“Why would I need to use a Marketo connector in the first place? The reports, called Smart Lists I can whip together in Marketo in a matter of seconds should be good enough? They handle large volumes of transactions pretty well, don’t they?”
Some businesses find Marketo very helpful to grow. Others use Marketo to Microsoft Dynamics CRM integration to help boost their business practices. And a few businesses won’t find Marketo helpful at all. It’s hard to know where you stand until you give it a go so I’ll respond to those objections that lists have a very limited purpose for business. They are more of an operational nature. They won’t serve well the need of tracking trends over time, which requires more altitude. Trend views should display aggregates, which do require transaction level data underneath. Hence the need to extract those transactions from Marketo, cleanse and assemble in Alteryx, and serve in aggregates in Tableau for analysis.
Should you still be not sold on the necessity to extract Marketo transaction to a data warehouse, just try to build a report in Marketo showing counts of unique activities, instead of a count of leads who performed the said activities. I haven’t found a way yet… Let’s take a simple example: it’s planning season and you need to set new targets, and obviously you need to establish a baseline from past performance. You might get asked something as simple as:
how many web forms were filled last year?
Marketo will reduce this inquiry to:
How many unique (to the best of Marketo’s knowledge) leads have filled a form last year?
It gets worse if you consider the issue of leads with multiple activities, which is not a far fetched scenario: a lead might visit your website more than once, at least I hope so, for the sake of your business… Let’s illustrate with Lead XYZ who filled out a form in February, one in March and one in June. Well, a Marketo report against the Lead database will give you different counts according to the time slice you select: 1 form filled for the Year, 2 if you break it down by Quarter (1 for Q1, 1 for Q2) and 3 if you break it down by Month!
To avoid those issues, you need to extract activities at the transaction level, and THEN tie them to their lead record, outside of Marketo…
With the newly released Alteryx V10, comes an eagerly expected new version of the Marketo Connector. The now deprecated earlier version of the connector was based on Marketo’s SOAP API. In the context of Marketing analytics, that connector worked, but too slowly to handle data volume, as a SOAP API is designed for a more transactional purpose, imposing rate limits of 100 API calls in a 20 second window. Any live Marketo instance’s daily volume of transaction will easily break those limits, which is why api testing is also vital in these kinds of circumstances.

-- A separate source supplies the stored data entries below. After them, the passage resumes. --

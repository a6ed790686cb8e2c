//! Primitive solids: cube, sphere and cylinder.
//!
//! Degenerate parameters produce a [`Geometry`] carrying
//! [`Error::NotSupported`] rather than NaN-filled polygons.

use crate::errors::{Error, ErrorPolicy, LogCategory, report_error};
use crate::float_types::{PI, Real, TAU};
use crate::mesh::Geometry;
use crate::mesh::polygon::Polygon;
use crate::mesh::vertex::Vertex;
use nalgebra::{Point3, Vector3};

/// Default number of longitude subdivisions of spheres and cylinders.
pub const DEFAULT_SLICES: usize = 16;
/// Default number of latitude subdivisions of spheres.
pub const DEFAULT_STACKS: usize = 8;

// Corner indices per face; bit 0/1/2 of an index selects -/+ along x/y/z.
const CUBE_FACES: [([usize; 4], [Real; 3]); 6] = [
    ([0, 4, 6, 2], [-1.0, 0.0, 0.0]),
    ([1, 3, 7, 5], [1.0, 0.0, 0.0]),
    ([0, 1, 5, 4], [0.0, -1.0, 0.0]),
    ([2, 6, 7, 3], [0.0, 1.0, 0.0]),
    ([0, 2, 3, 1], [0.0, 0.0, -1.0]),
    ([4, 5, 7, 6], [0.0, 0.0, 1.0]),
];

fn unsupported<S: Clone>(shape: &str, reason: &str) -> Geometry<S> {
    let error = Error::NotSupported(format!("{shape}: {reason}"));
    report_error(LogCategory::Shapes, &error, "could not create shape", ErrorPolicy::Fail);
    Geometry::from_error(error)
}

fn is_positive(value: Real) -> bool {
    value.is_finite() && value > 0.0
}

impl<S: Clone> Geometry<S> {
    /// Axis-aligned cube with six outward-facing quads, spanning
    /// `center ± size` on every axis.
    ///
    /// # Example
    /// ```
    /// # use bspcsg::mesh::Geometry;
    /// # use nalgebra::Point3;
    /// let cube = Geometry::<()>::cube(Point3::origin(), 1.0);
    /// assert_eq!(cube.len(), 6);
    /// ```
    pub fn cube(center: Point3<Real>, size: Real) -> Self {
        Self::cuboid(center, Vector3::repeat(size))
    }

    /// Axis-aligned box spanning `center ± half_extents`.
    pub fn cuboid(center: Point3<Real>, half_extents: Vector3<Real>) -> Self {
        if !half_extents.iter().all(|&e| is_positive(e)) {
            return unsupported("cube", "extents must be positive");
        }

        let corner = |i: usize| {
            let dir = Vector3::new(
                if i & 1 != 0 { 1.0 } else { -1.0 },
                if i & 2 != 0 { 1.0 } else { -1.0 },
                if i & 4 != 0 { 1.0 } else { -1.0 },
            );
            center + half_extents.component_mul(&dir)
        };

        let polygons = CUBE_FACES
            .iter()
            .map(|(indices, [nx, ny, nz])| {
                let normal = Vector3::new(*nx, *ny, *nz);
                let vertices = indices
                    .iter()
                    .map(|&i| Vertex::new(corner(i), normal))
                    .collect();
                Polygon::new(vertices, None)
            })
            .collect();

        Geometry::from_polygons(polygons)
    }

    /// UV sphere with `slices` longitude and `stacks` latitude subdivisions.
    /// The polar rows are triangles, every other row is made of quads.
    pub fn sphere(center: Point3<Real>, radius: Real, slices: usize, stacks: usize) -> Self {
        if !is_positive(radius) {
            return unsupported("sphere", "radius must be positive");
        }
        if slices < 3 || stacks < 2 {
            return unsupported("sphere", "needs at least 3 slices and 2 stacks");
        }

        let vertex = |i: usize, j: usize| {
            let theta = TAU * i as Real / slices as Real;
            let phi = PI * j as Real / stacks as Real;
            let dir = Vector3::new(theta.cos() * phi.sin(), phi.cos(), theta.sin() * phi.sin());
            Vertex::new(center + dir * radius, dir)
        };

        let mut polygons = Vec::with_capacity(slices * stacks);
        for i in 0..slices {
            for j in 0..stacks {
                let mut vertices = Vec::with_capacity(4);
                vertices.push(vertex(i, j));
                if j > 0 {
                    vertices.push(vertex(i + 1, j));
                }
                if j < stacks - 1 {
                    vertices.push(vertex(i + 1, j + 1));
                }
                vertices.push(vertex(i, j + 1));
                polygons.push(Polygon::new(vertices, None));
            }
        }

        Geometry::from_polygons(polygons)
    }

    /// Cylinder around the axis `start → end`. Each slice contributes a cap
    /// triangle at either end and one side quad.
    pub fn cylinder(start: Point3<Real>, end: Point3<Real>, radius: Real, slices: usize) -> Self {
        if !is_positive(radius) {
            return unsupported("cylinder", "radius must be positive");
        }
        if slices < 3 {
            return unsupported("cylinder", "needs at least 3 slices");
        }

        let ray = end - start;
        let Some(axis_z) = ray.try_normalize(Real::EPSILON) else {
            return unsupported("cylinder", "start and end coincide");
        };

        // Cross with whichever world axis is far from parallel to the cylinder axis.
        let is_y = axis_z.y.abs() > 0.5;
        let helper = if is_y { Vector3::x() } else { Vector3::y() };
        let axis_x = helper.cross(&axis_z).normalize();
        let axis_y = axis_x.cross(&axis_z).normalize();

        let start_v = Vertex::new(start, -axis_z);
        let end_v = Vertex::new(end, axis_z);

        let point = |stack: Real, slice: usize, normal_blend: Real| {
            let angle = TAU * slice as Real / slices as Real;
            let out = axis_x * angle.cos() + axis_y * angle.sin();
            let pos = start + ray * stack + out * radius;
            let normal = out * (1.0 - normal_blend.abs()) + axis_z * normal_blend;
            Vertex::new(pos, normal)
        };

        let mut polygons = Vec::with_capacity(slices * 3);
        for i in 0..slices {
            polygons.push(Polygon::new(
                vec![start_v, point(0.0, i, -1.0), point(0.0, i + 1, -1.0)],
                None,
            ));
            polygons.push(Polygon::new(
                vec![
                    point(0.0, i + 1, 0.0),
                    point(0.0, i, 0.0),
                    point(1.0, i, 0.0),
                    point(1.0, i + 1, 0.0),
                ],
                None,
            ));
            polygons.push(Polygon::new(
                vec![end_v, point(1.0, i + 1, 1.0), point(1.0, i, 1.0)],
                None,
            ));
        }

        Geometry::from_polygons(polygons)
    }

    /// Upright cylinder of `height` centred on `center`, axis along +Y.
    pub fn cylinder_centered(center: Point3<Real>, height: Real, radius: Real, slices: usize) -> Self {
        if !is_positive(height) {
            return unsupported("cylinder", "height must be positive");
        }
        let half = Vector3::new(0.0, height / 2.0, 0.0);
        Self::cylinder(center - half, center + half, radius, slices)
    }
}

#[cfg(test)]
mod test {
    use super::*;
    use crate::errors::ErrorKind;

    #[test]
    fn degenerate_parameters_are_not_supported() {
        let origin = Point3::origin();
        let cases = [
            Geometry::<()>::cube(origin, 0.0),
            Geometry::<()>::cube(origin, -1.0),
            Geometry::<()>::cube(origin, Real::NAN),
            Geometry::<()>::sphere(origin, 1.0, 2, 8),
            Geometry::<()>::sphere(origin, 1.0, 16, 1),
            Geometry::<()>::sphere(origin, 0.0, 16, 8),
            Geometry::<()>::cylinder(origin, origin, 1.0, 16),
            Geometry::<()>::cylinder(origin, Point3::new(0.0, 1.0, 0.0), 1.0, 2),
            Geometry::<()>::cylinder_centered(origin, 0.0, 1.0, 16),
        ];

        for geometry in cases {
            assert_eq!(geometry.error().map(Error::kind), Some(ErrorKind::NotSupported));
            assert!(geometry.is_empty());
        }
    }

    #[test]
    fn cuboid_spans_half_extents() {
        let cuboid = Geometry::<()>::cuboid(Point3::new(1.0, 0.0, 0.0), Vector3::new(1.0, 2.0, 3.0));
        let aabb = cuboid.bounding_box().unwrap();
        assert_eq!(aabb.mins, Point3::new(0.0, -2.0, -3.0));
        assert_eq!(aabb.maxs, Point3::new(2.0, 2.0, 3.0));
    }

    #[test]
    fn minimal_sphere_has_only_caps() {
        let sphere = Geometry::<()>::sphere(Point3::origin(), 1.0, 3, 2);
        assert_eq!(sphere.len(), 6);
        assert!(sphere.polygons().iter().all(|p| p.vertices.len() == 3));
    }
}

The version of the connector delivered with Alteryx V10 is based on Marketo’s REST API, widely more adequate for manipulating volumes of transactions. Here is a handy guide to help your Marketo Admin generate connection credentials you will need, to use the connector.
Now Marketo’s REST API is not perfect, yet. The most glaring limitation is that it does not feature (yet?) a DateTo field to select transactions. This creates head scratchers for anyone who needs to refresh data sets in their data warehouse without reloading the whole history. Especially since Marketo is restricting contractually the number of API calls you can make against their API, and will charge you accordingly. I will hopefully contribute to alleviate that issue demonstrating how it can be done with an Alteryx workflow or an ETL.